|Friday, February 14
Updated: February 15, 3:39 AM ET
Reebok says cost too high, Kobe says differently
By Darren Rovell
Kobe Bryant will not be Reebok's next athlete endorser.
The shoe brand, which had entered elevated negotiations with Bryant's SFX representatives throughout last weekend, announced on Friday that it has withdrawn from the race to sign the Los Angeles Lakers guard to a lucrative shoe deal.
Reebok's chairman and CEO Paul Fireman said he determined that the cost to sign Bryant might outweigh the returns, according to a company news release.
"Kobe Bryant is a talented athlete, however, during these economically challenging and unpredictable times, Reebok must stay focused on our business objectives and strategic intent, regardless of the enormous temptation to stray and look beyond our original focus," Fireman said. "Internally, we worked hard to look at the various ways in which we might make the most out of a partnership with Kobe, but in the end, we realized that we simply could not justify the costs, which our analysis showed could exceed the benefits."
But that's not what Bryant told the Associated Press on Friday night. Bryant said he chose to end negotiations.
According to Bryant, Reebok was willing to pay the price. "The price tag has been high from day one," Bryant said. "They came to the table, they matched the price tag, but just the fit of the company wasn't right."
Reebok has 10-year official apparel deals with both the NBA and NFL. Signing Bryant likely would have meant a financial commitment of in between $6 million and $9 million per year, sources said.
Nike, which had been the frontrunner to sign Bryant until Reebok emerged as a legitimate candidate last weekend, is once again the favorite -- with no apparent competitor on the landscape. Nike spokesperson Celeste Alleyne had no comment on Reebok's withdrawal from the race. SFX agent Rob Pelinka could not be immediately reached for comment.
Bryant said he is more comfortable with Nike, however he admitted there wasn't any deal in place yet.
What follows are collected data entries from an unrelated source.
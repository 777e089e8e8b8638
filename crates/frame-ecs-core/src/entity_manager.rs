//! The orchestrator: owns both Game States, the process and resource
//! manager registries, the scheduler, and the thread pool, and drives the
//! fixed per-frame sequence -- swap, copy survivors forward, reserve and
//! initialize new entities, preallocate, schedule, fork-join execution,
//! diagnostics.
//!
//! Owns every subsystem behind a single `execute_frame` entry point, holding
//! cross-references as plain fields rather than a service locator.

use std::sync::Mutex;
use std::time::Duration;

use tracing::{debug, info};

use crate::component::{ComponentTypeId, ComponentTypeRegistry};
use crate::diagnostics::{ComponentTypeDiagnostics, FrameDiagnostics, SchedulerDiagnostics};
use crate::entity::{EntityId, EntityIdAllocator};
use crate::game_state::{
    add_new_entities_no_init, copy_live_entities_to_future, init_new_entities, preallocate, warn_unwritten_types,
    EntityPrototype, GameState,
};
use crate::process::{Process, ProcessRegistry};
use crate::resource::ResourceManager;
use crate::scheduler::{Lpt, SchedulingAlgorithm, StepEstimator, TimeEstimator};
use crate::thread_pool::ThreadPool;

/// Default cap on `add_entity` calls honored within a single frame, absent
/// an explicit override via [`EntityManager::with_max_new_entities_per_frame`].
pub const DEFAULT_MAX_NEW_ENTITIES_PER_FRAME: usize = 10_000;

fn detect_thread_count() -> usize {
    std::thread::available_parallelism().map(|n| n.get()).unwrap_or(4)
}

/// Owns both Game States and every subsystem, and drives frame execution.
pub struct EntityManager {
    registry: ComponentTypeRegistry,
    past: GameState,
    future: GameState,
    id_alloc: Mutex<EntityIdAllocator>,
    pending: Mutex<Vec<(EntityPrototype, EntityId)>>,
    max_new_entities_per_frame: usize,
    alloc_mult: f64,
    processes: ProcessRegistry,
    /// Process name -> thread it is pinned to, per `pin_process`.
    pinned: std::collections::HashMap<String, usize>,
    resource_managers: Vec<(String, Box<dyn ResourceManager>)>,
    thread_pool: ThreadPool,
    scheduler: Box<dyn SchedulingAlgorithm>,
    estimator: Box<dyn TimeEstimator>,
    frame_count: u64,
    threads_started: bool,
    diagnostics: FrameDiagnostics,
}
//! Property tests generating random per-frame operation sequences and
//! checking the universal invariants hold after every frame.

use frame_ecs_core::prelude::*;
use proptest::prelude::*;

const HEALTH: ComponentTypeId = ComponentTypeId(40);

fn registry() -> ComponentTypeRegistry {
    let mut reg = ComponentTypeRegistry::new(64);
    reg.register(HEALTH, "health", 4, TypeOptions::default());
    reg.lock();
    reg
}

/// Copies `Health` forward untouched and keeps every entity alive; used so
/// property tests can focus purely on spawn-cap and counts/offsets
/// invariants without entities dying out from under them.
struct KeepAlive;
impl Process for KeepAlive {
    fn signatures(&self) -> &[Signature] {
        Box::leak(Box::new(vec![Signature {
            required: vec![HEALTH],
            needs_context: false,
            future_type: Some(HEALTH),
            max_future_writes: 1,
            run: Box::new(|args: ProcessArgs<'_>| {
                let bytes = args.cursor.past_components(args.past, HEALTH);
                args.future_slice[..4].copy_from_slice(bytes);
                1
            }),
        }]))
    }
}

#[derive(Debug, Clone)]
enum FrameOp {
    Spawn(i32),
    Tick,
}

fn op_strategy() -> impl Strategy<Value = FrameOp> {
    prop_oneof![(-1_000i32..1_000).prop_map(FrameOp::Spawn), Just(FrameOp::Tick),]
}

fn check_invariants(manager: &EntityManager) {
    let past = manager.past();
    let entities = past.entities();
    // past.entities is sorted by ID.
    for pair in entities.windows(2) {
        assert!(pair[0] < pair[1], "past.entities must stay sorted by ID");
    }
    // committed components for HEALTH equal the sum of per-entity counts.
    let storage = past.storage(HEALTH).unwrap();
    let sum: u32 = (0..past.len()).map(|row| storage.count(row)).sum();
    assert_eq!(sum as usize, storage.buffer().committed_components());
    // offsets are either the sentinel (count 0) or within the committed
    // region.
    for row in 0..past.len() {
        let count = storage.count(row);
        let offset = storage.offset(row);
        if count == 0 {
            assert_eq!(offset, frame_ecs_core::game_state::OFFSET_SENTINEL);
        } else {
            assert!((offset as usize + count as usize) <= storage.buffer().committed_components());
        }
    }
}

proptest! {
    #![proptest_config(ProptestConfig::with_cases(512))]

    #[test]
    fn random_spawn_and_tick_sequences_preserve_invariants(ops in prop::collection::vec(op_strategy(), 1..40)) {
        let mut manager = EntityManager::new(registry(), Some(2)).with_max_new_entities_per_frame(1_000);
        manager.register_process("keep_alive", Box::new(KeepAlive));
        manager.start_threads();

        for op in ops {
            match op {
                FrameOp::Spawn(health) => {
                    let proto = EntityPrototype::new().with_component(HEALTH, health.to_ne_bytes().to_vec());
                    let _ = manager.add_entity(proto);
                }
                FrameOp::Tick => {
                    manager.execute_frame();
                    check_invariants(&manager);
                }
            }
        }
        manager.destroy(false);
    }
}

#[test]
fn registering_a_process_after_first_frame_panics() {
    let mut manager = EntityManager::new(registry(), Some(1));
    manager.register_process("keep_alive", Box::new(KeepAlive));
    manager.start_threads();
    manager.execute_frame();

    let result = std::panic::catch_unwind(std::panic::AssertUnwindSafe(|| {
        manager.register_process("late", Box::new(KeepAlive));
    }));
    assert!(result.is_err(), "registering a process after frame 0 must panic");
    manager.destroy(false);
}

#[test]
fn swap_twice_is_identity_with_no_new_entities_or_deaths() {
    let mut manager = EntityManager::new(registry(), Some(1));
    manager.register_process("keep_alive", Box::new(KeepAlive));
    manager.start_threads();

    let proto = EntityPrototype::new().with_component(HEALTH, 5i32.to_ne_bytes().to_vec());
    let id = manager.add_entity(proto).unwrap();
    manager.execute_frame();
    manager.execute_frame();
    let first_row = manager.past().find_row(id).unwrap();
    let first_bytes = manager.past().storage(HEALTH).unwrap().slice(first_row).to_vec();

    manager.execute_frame();
    let second_row = manager.past().find_row(id).unwrap();
    let second_bytes = manager.past().storage(HEALTH).unwrap().slice(second_row).to_vec();

    assert_eq!(first_bytes, second_bytes, "an idle tick must round-trip component data unchanged");
    manager.destroy(false);
}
"It's still a work in progress,'' he said.
When Bryant signs his new deal, he will have to pay close to $8 million to adidas for leaving the company seven months ago after a six-year relationship. Part of the buyout stipulated that he would agree not to sign with a competitor until after the All-Star Game.
The Reebok withdrawal might be good news for adidas since Nike officials have other NBA players they want to sign. Nike and adidas are in a two-company race to sign high school phenom LeBron James to a shoe deal that could be worth in excess of $25 million over five years. Nike officials also say that they want to re-sign Houston Rockets center Yao Ming, whose Nike deal expires at the end of this season.
Reebok has a lifetime contract with Philadelphia 76ers guard Allen Iverson. Other NBA endorsers include New Orleans Hornets guard Baron Davis, Houston Rockets guard Steve Francis, New Jersey Nets forward Kenyon Martin and Golden State Warriors forward Jason Richardson.